[Saved entries]
•••

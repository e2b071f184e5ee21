//! Project Scanner Port - Directory tree rendering interface.
//!
//! Feeds the auto-generated project-structure section: implementations walk
//! a directory and render an indented bullet tree of its contents.

use std::path::Path;
use thiserror::Error;

/// Port for scanning a project directory into a tree listing.
///
/// # Contract
///
/// Implementations must:
/// - Render one `- name/` line per directory and one `- name` line per file
/// - Indent two spaces per nesting level
/// - Order entries deterministically, so equal trees render equal strings
pub trait ProjectScanner: Send + Sync {
    /// Render the directory tree rooted at `root`.
    fn scan_tree(&self, root: &Path) -> Result<String, ScanError>;
}

/// Errors that can occur during a scan.
#[derive(Debug, Clone, Error)]
pub enum ScanError {
    /// The scan root does not exist.
    #[error("Scan root not found: {path}")]
    RootNotFound { path: String },

    /// The scan root is not a directory.
    #[error("Scan root is not a directory: {path}")]
    NotADirectory { path: String },

    /// I/O failure while walking the tree.
    #[error("I/O error during scan: {0}")]
    Io(String),
}

impl ScanError {
    /// Creates a root not found error.
    pub fn root_not_found(path: impl Into<String>) -> Self {
        Self::RootNotFound { path: path.into() }
    }

    /// Creates a not-a-directory error.
    pub fn not_a_directory(path: impl Into<String>) -> Self {
        Self::NotADirectory { path: path.into() }
    }

    /// Creates an I/O error.
    pub fn io(reason: impl Into<String>) -> Self {
        Self::Io(reason.into())
    }
}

•••

Exactly as they appear above, set down all of the records once more.

repository e2b071f184e5ee21
//! Project Scanner Port - Directory tree rendering interface.
//!
//! Feeds the auto-generated project-structure section: implementations walk
//! a directory and render an indented bullet tree of its contents.

use std::path::Path;
use thiserror::Error;

/// Port for scanning a project directory into a tree listing.
///
/// # Contract
///
/// Implementations must:
/// - Render one `- name/` line per directory and one `- name` line per file
/// - Indent two spaces per nesting level
/// - Order entries deterministically, so equal trees render equal strings
pub trait ProjectScanner: Send + Sync {
    /// Render the directory tree rooted at `root`.
    fn scan_tree(&self, root: &Path) -> Result<String, ScanError>;
}

/// Errors that can occur during a scan.
#[derive(Debug, Clone, Error)]
pub enum ScanError {
    /// The scan root does not exist.
    #[error("Scan root not found: {path}")]
    RootNotFound { path: String },

    /// The scan root is not a directory.
    #[error("Scan root is not a directory: {path}")]
    NotADirectory { path: String },

    /// I/O failure while walking the tree.
    #[error("I/O error during scan: {0}")]
    Io(String),
}

impl ScanError {
    /// Creates a root not found error.
    pub fn root_not_found(path: impl Into<String>) -> Self {
        Self::RootNotFound { path: path.into() }
    }

    /// Creates a not-a-directory error.
    pub fn not_a_directory(path: impl Into<String>) -> Self {
        Self::NotADirectory { path: path.into() }
    }

    /// Creates an I/O error.
    pub fn io(reason: impl Into<String>) -> Self {
        Self::Io(reason.into())
    }
}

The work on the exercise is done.